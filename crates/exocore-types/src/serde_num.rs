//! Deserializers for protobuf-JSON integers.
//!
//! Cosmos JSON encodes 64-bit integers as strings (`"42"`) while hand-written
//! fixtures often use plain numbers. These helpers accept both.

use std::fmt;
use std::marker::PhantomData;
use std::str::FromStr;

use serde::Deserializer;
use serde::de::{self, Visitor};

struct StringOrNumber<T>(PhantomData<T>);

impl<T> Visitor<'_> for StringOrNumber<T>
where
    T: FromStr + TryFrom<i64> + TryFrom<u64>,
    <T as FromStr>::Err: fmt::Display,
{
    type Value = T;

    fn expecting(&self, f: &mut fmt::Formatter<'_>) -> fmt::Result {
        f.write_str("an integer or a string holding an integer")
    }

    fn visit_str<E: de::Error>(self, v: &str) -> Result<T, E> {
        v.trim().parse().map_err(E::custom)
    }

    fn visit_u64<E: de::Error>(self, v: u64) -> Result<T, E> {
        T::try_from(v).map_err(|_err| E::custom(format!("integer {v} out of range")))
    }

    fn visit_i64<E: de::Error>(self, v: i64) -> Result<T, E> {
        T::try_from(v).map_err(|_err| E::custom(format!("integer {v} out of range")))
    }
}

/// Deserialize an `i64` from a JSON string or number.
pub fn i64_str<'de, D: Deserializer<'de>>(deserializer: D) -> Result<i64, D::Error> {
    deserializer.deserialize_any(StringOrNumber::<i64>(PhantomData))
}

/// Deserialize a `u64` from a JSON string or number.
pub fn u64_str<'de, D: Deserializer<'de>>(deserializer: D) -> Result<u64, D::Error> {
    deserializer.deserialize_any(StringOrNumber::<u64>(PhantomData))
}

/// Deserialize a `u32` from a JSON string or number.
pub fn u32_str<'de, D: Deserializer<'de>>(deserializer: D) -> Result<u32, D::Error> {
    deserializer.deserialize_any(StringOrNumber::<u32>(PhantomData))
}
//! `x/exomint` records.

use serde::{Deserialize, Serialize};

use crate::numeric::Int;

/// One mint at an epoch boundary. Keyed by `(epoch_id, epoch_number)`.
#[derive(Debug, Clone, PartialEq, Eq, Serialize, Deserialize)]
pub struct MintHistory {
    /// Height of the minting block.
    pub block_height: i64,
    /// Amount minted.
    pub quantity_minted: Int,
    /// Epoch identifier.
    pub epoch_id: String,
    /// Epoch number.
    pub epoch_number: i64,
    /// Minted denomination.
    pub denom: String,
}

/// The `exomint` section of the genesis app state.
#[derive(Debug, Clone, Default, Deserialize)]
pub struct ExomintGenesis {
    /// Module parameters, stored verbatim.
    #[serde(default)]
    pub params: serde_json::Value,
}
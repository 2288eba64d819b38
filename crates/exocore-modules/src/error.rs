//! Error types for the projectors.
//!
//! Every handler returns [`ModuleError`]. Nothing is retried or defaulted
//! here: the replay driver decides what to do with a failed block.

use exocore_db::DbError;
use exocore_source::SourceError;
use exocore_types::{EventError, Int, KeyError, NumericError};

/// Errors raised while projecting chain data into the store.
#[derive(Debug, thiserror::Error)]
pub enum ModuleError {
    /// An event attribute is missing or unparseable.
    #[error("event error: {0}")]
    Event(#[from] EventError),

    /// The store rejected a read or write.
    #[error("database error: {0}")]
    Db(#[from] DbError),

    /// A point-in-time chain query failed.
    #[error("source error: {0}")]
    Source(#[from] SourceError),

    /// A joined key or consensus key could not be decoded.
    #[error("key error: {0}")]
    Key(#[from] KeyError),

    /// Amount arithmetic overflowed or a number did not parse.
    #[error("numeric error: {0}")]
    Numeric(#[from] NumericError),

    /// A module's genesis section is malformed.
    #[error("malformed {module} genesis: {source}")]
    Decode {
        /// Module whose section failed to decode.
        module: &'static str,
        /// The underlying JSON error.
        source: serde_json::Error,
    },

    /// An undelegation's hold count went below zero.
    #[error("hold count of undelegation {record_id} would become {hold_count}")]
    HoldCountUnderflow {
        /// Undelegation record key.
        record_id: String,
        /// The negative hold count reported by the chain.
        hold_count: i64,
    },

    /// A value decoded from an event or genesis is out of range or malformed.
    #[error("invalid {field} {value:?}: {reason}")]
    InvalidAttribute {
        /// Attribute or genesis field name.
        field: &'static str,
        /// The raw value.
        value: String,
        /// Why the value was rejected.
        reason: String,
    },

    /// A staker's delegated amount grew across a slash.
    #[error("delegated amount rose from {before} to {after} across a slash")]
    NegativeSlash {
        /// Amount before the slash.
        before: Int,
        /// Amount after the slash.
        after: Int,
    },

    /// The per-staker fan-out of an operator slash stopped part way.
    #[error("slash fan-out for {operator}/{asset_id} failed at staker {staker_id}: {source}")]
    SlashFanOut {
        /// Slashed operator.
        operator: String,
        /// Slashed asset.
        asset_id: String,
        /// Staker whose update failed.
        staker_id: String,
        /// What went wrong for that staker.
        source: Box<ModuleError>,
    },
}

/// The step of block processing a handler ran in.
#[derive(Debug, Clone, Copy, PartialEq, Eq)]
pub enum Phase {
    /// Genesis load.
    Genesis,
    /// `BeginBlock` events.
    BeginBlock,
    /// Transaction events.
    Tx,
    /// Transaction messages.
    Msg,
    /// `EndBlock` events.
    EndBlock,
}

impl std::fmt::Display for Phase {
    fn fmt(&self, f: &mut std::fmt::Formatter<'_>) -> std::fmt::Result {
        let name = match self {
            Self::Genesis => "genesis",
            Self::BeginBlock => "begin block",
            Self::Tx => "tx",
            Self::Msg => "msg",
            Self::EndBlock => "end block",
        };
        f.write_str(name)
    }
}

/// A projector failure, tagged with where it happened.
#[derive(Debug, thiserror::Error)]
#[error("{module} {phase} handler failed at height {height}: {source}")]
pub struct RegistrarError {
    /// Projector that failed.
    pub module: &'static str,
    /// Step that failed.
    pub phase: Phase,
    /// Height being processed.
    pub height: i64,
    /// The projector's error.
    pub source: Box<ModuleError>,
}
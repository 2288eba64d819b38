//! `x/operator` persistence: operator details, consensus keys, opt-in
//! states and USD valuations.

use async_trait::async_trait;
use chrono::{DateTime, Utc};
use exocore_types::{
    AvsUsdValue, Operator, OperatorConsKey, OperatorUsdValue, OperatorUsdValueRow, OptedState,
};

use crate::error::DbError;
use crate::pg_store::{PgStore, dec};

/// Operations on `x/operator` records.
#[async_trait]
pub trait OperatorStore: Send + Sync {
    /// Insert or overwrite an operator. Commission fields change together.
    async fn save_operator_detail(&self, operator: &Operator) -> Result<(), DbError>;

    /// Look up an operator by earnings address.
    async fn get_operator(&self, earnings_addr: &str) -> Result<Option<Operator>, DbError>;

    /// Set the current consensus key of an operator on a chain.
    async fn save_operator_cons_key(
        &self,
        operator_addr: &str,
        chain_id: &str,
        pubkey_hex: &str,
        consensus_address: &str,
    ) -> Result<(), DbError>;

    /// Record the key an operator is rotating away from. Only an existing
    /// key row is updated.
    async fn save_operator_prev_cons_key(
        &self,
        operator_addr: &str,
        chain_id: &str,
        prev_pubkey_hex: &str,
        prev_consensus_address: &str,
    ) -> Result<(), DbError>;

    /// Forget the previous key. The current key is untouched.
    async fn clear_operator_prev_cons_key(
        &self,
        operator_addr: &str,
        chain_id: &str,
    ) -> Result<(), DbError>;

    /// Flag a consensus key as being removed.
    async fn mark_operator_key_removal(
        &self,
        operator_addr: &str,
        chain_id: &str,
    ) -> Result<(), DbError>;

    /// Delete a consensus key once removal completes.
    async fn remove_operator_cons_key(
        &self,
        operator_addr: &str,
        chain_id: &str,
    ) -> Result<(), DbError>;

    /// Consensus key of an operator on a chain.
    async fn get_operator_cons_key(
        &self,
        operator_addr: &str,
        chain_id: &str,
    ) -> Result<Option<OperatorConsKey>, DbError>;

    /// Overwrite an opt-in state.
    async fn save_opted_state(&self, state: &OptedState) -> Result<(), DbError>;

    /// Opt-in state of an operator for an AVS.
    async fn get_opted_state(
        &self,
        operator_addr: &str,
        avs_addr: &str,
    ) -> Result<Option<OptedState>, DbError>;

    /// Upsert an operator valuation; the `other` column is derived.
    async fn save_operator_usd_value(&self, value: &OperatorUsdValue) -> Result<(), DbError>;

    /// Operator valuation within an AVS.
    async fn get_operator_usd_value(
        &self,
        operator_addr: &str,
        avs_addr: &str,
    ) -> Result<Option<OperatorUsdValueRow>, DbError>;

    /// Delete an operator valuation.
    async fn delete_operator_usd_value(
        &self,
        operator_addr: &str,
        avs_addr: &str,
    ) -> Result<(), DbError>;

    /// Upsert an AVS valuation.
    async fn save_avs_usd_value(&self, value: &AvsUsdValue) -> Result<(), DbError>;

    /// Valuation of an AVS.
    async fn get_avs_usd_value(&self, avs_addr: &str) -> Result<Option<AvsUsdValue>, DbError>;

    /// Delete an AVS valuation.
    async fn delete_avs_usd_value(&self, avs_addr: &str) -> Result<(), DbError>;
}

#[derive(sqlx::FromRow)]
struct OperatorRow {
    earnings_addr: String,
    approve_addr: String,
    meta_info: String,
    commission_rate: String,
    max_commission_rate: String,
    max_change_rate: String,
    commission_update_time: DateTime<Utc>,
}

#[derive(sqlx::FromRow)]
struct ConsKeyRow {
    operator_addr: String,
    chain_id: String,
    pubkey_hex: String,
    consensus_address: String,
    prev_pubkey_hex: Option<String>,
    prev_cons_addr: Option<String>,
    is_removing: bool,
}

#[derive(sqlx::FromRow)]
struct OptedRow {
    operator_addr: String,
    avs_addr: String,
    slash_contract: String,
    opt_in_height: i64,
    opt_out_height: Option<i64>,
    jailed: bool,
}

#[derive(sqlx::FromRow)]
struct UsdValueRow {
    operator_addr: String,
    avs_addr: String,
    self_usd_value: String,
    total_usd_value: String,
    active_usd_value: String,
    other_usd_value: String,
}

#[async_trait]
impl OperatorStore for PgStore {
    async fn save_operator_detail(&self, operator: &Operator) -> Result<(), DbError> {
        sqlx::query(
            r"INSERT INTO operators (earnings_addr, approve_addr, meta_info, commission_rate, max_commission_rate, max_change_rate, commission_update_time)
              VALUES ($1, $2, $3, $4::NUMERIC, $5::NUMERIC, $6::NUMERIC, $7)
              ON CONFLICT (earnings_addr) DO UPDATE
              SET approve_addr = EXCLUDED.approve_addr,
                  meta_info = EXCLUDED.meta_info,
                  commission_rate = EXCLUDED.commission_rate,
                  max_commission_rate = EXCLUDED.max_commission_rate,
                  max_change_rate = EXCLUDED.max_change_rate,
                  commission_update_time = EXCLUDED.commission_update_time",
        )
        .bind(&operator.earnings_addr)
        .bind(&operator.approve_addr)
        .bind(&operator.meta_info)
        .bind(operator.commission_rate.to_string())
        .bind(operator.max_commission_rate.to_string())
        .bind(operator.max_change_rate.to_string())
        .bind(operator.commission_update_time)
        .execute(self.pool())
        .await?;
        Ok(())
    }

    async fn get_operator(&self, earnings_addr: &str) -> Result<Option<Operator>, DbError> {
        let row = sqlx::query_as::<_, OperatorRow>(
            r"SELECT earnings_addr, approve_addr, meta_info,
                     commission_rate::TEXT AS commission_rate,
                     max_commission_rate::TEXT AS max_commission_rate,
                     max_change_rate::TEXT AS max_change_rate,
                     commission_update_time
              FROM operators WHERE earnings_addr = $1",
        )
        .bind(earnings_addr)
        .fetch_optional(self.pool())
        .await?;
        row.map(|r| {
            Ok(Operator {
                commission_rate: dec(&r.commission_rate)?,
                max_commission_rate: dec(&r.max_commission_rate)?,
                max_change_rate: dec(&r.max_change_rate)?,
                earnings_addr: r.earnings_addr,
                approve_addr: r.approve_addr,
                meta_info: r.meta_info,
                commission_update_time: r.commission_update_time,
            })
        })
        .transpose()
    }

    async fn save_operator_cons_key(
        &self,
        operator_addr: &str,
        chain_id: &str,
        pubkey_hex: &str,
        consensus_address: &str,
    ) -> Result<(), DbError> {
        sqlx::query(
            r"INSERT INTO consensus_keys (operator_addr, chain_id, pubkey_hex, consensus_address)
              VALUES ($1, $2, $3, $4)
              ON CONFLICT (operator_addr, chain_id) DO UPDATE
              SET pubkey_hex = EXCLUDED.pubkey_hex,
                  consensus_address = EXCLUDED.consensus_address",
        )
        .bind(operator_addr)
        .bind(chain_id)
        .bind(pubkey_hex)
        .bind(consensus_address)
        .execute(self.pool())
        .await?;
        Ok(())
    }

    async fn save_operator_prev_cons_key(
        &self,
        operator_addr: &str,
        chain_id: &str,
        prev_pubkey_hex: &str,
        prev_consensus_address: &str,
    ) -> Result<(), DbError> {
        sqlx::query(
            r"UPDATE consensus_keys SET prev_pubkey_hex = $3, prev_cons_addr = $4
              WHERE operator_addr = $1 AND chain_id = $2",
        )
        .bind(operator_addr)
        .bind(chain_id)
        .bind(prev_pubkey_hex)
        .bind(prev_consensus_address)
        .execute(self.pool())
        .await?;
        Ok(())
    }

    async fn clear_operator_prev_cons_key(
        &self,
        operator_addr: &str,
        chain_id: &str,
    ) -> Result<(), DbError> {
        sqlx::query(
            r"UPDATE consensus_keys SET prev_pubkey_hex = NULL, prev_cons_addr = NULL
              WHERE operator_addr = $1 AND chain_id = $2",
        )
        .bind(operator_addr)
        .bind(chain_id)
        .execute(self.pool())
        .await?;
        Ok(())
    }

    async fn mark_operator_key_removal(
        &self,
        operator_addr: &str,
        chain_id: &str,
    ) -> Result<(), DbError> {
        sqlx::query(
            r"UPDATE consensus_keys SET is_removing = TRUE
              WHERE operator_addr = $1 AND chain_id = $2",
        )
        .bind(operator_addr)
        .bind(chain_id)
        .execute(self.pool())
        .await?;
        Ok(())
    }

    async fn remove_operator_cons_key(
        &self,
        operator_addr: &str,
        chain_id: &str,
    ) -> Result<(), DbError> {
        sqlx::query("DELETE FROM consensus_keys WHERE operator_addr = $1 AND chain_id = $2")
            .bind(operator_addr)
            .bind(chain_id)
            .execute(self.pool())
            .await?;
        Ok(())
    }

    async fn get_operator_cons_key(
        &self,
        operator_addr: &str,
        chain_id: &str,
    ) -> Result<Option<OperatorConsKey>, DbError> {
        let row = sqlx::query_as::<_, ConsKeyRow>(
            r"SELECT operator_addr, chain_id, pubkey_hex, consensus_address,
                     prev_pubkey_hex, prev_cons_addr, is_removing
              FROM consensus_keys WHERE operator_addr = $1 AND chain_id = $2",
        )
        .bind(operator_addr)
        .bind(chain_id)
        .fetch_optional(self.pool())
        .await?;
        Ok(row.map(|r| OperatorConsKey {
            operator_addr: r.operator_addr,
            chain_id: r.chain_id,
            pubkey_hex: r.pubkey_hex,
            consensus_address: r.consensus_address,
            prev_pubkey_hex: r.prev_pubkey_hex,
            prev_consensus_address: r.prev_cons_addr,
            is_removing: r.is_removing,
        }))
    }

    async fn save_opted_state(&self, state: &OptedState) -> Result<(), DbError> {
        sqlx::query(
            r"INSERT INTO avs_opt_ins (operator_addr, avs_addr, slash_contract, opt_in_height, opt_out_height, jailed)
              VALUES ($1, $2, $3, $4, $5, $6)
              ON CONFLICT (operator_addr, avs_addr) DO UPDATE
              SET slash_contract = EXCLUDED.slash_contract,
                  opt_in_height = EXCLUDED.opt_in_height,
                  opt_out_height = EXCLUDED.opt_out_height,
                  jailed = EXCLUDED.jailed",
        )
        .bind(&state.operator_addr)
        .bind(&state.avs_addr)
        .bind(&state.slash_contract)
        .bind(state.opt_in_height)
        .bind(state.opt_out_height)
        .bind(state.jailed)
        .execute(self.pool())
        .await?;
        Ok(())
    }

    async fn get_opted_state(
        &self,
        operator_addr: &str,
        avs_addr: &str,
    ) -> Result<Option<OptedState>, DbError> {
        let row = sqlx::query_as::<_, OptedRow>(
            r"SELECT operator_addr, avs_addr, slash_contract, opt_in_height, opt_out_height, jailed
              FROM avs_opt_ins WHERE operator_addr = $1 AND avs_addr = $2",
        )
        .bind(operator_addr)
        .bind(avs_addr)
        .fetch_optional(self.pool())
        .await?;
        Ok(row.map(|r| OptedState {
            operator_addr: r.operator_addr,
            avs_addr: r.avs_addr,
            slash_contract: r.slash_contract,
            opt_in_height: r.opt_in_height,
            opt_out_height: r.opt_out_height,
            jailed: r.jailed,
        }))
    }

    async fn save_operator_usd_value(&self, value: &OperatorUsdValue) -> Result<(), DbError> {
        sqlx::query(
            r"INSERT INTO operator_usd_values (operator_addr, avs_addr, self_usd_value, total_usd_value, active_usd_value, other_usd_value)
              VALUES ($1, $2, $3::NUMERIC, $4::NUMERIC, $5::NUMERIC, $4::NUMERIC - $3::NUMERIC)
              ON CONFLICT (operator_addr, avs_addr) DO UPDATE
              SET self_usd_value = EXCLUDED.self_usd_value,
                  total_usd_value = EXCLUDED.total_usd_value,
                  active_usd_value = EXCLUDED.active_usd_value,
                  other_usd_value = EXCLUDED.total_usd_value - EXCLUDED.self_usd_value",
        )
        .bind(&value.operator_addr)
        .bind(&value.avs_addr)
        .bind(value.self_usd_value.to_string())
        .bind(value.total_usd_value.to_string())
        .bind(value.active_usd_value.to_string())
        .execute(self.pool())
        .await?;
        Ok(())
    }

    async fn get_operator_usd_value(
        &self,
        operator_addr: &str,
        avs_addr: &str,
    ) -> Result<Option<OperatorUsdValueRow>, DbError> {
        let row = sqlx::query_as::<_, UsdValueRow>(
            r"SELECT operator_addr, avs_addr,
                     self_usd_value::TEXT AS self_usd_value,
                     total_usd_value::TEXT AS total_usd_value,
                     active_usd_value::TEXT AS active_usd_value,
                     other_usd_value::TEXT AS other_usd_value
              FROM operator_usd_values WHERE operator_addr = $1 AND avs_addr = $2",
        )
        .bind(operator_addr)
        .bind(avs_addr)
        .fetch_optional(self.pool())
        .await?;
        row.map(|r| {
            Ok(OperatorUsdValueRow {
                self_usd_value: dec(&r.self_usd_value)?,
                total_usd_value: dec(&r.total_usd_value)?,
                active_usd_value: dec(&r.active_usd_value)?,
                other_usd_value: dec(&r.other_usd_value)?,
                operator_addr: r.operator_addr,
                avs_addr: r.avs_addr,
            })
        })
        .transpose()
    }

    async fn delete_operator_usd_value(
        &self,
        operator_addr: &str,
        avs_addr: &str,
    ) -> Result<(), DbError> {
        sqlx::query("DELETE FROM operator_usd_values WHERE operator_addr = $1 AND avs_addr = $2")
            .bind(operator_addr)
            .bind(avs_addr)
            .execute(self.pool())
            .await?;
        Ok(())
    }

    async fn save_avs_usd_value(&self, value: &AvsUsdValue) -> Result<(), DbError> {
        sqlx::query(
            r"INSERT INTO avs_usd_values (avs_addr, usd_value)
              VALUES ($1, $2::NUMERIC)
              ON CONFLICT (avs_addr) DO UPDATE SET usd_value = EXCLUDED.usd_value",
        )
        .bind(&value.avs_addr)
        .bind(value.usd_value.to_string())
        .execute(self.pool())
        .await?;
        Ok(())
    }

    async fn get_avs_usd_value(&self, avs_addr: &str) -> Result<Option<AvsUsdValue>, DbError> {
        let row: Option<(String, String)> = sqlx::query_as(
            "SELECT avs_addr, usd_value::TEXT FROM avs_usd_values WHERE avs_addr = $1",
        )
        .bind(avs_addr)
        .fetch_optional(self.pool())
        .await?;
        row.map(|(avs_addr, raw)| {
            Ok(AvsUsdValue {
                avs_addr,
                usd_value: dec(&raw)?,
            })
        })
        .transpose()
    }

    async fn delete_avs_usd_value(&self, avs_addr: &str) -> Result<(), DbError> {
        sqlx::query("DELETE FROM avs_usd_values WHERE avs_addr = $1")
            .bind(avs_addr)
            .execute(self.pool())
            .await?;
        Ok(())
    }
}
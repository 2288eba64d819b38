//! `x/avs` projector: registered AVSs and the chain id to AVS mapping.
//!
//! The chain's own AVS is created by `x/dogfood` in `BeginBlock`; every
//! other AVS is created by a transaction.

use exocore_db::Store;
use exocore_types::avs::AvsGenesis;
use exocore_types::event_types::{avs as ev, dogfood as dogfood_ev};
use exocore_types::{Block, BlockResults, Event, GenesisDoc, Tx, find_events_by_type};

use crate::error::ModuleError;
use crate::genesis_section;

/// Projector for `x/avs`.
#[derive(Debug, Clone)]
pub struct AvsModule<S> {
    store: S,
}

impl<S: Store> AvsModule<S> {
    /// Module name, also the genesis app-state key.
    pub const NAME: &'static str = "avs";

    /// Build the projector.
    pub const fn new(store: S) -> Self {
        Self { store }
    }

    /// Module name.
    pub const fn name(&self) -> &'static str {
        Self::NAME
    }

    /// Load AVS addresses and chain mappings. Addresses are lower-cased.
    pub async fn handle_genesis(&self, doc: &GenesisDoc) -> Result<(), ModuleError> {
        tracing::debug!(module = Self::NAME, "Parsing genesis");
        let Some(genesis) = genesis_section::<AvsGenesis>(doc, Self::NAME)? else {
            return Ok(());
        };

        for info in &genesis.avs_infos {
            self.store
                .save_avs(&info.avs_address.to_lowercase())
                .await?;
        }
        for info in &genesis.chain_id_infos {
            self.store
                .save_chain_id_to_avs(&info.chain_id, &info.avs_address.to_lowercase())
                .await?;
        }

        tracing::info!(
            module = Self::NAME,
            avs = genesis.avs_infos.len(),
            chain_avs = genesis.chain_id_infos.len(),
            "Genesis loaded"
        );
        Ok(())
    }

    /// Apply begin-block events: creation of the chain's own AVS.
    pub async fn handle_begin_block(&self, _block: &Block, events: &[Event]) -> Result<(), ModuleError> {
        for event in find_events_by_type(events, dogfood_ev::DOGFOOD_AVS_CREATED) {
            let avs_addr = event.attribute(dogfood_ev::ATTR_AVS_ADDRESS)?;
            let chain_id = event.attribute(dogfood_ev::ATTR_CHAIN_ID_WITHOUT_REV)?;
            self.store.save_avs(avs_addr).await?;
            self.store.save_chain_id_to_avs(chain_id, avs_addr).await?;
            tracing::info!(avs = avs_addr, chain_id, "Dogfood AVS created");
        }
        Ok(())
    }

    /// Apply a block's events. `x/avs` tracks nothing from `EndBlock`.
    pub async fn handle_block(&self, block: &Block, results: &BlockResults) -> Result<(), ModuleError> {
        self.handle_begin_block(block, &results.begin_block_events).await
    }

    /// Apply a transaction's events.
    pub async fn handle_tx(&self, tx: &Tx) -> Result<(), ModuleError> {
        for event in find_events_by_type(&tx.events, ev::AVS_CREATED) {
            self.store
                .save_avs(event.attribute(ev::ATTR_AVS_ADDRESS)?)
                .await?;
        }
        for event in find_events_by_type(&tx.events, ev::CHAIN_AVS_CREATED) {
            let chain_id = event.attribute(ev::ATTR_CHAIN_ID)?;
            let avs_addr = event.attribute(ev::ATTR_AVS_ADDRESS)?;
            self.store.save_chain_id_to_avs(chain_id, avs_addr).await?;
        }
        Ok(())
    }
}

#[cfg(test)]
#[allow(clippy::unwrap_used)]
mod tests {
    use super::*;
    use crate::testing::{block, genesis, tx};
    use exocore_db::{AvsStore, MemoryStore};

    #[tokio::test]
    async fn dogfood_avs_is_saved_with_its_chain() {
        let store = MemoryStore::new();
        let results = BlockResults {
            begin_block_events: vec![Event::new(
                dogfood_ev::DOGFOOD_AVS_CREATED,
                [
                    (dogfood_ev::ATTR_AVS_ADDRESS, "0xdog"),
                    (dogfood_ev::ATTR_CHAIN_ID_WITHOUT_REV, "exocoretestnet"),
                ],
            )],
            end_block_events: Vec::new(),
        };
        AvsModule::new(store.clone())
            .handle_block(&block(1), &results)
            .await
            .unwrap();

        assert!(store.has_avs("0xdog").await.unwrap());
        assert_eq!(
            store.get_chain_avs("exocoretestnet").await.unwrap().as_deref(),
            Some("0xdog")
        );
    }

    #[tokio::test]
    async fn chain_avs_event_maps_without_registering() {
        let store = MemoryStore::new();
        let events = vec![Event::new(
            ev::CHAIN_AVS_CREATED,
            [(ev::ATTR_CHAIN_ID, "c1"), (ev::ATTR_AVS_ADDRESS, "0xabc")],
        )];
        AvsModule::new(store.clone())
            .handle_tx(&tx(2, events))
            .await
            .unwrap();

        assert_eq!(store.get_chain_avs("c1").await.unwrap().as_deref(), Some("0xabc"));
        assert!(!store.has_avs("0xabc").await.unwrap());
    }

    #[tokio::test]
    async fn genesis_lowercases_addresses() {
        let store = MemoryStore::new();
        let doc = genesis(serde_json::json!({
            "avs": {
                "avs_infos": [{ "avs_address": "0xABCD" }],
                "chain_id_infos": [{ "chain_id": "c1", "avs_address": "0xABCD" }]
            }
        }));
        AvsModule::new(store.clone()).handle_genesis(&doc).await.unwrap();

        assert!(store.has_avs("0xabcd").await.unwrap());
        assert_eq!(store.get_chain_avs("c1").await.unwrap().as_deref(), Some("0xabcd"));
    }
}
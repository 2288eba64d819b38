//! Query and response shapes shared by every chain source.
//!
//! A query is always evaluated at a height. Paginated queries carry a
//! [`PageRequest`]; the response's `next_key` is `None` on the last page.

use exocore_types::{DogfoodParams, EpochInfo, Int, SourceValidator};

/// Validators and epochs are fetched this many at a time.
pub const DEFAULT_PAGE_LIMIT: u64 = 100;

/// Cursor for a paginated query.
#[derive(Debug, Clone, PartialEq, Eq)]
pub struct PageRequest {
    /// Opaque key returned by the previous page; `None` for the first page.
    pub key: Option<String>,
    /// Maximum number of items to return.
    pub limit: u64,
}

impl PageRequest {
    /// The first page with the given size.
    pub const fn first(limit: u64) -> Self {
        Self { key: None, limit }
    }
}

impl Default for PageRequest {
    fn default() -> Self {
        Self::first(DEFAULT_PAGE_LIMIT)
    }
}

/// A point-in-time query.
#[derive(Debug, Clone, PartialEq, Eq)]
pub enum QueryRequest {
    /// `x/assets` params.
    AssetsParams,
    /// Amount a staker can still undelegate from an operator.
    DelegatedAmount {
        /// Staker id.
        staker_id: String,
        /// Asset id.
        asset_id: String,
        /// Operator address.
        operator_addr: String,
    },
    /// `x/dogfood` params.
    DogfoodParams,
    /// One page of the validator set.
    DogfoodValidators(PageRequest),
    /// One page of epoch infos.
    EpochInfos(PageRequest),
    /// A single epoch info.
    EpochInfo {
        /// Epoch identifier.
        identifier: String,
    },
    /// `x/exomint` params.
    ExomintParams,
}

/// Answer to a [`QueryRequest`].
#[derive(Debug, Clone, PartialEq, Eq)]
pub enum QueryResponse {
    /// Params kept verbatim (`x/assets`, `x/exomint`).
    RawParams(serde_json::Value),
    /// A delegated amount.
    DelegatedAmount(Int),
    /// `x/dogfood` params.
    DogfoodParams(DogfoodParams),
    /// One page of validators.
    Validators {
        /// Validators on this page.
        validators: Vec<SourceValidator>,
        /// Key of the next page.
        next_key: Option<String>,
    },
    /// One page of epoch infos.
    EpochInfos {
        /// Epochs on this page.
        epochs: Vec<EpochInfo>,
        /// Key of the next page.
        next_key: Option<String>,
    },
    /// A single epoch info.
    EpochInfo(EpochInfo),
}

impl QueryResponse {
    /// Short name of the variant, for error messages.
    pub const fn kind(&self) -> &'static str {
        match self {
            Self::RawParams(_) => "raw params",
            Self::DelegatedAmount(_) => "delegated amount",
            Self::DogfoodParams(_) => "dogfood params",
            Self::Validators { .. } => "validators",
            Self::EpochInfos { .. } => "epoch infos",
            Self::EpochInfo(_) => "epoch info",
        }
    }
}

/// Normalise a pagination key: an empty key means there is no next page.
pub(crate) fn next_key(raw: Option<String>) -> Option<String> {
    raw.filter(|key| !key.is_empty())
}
+++
Please, from the material above, copy only the lines from the line with "into the store." up to and including the line with "read or write.", exactly as written.

> Output for this exercise
/// Errors raised while projecting chain data into the store.
#[derive(Debug, thiserror::Error)]
pub enum ModuleError {
    /// An event attribute is missing or unparseable.
    #[error("event error: {0}")]
    Event(#[from] EventError),

    /// The store rejected a read or write.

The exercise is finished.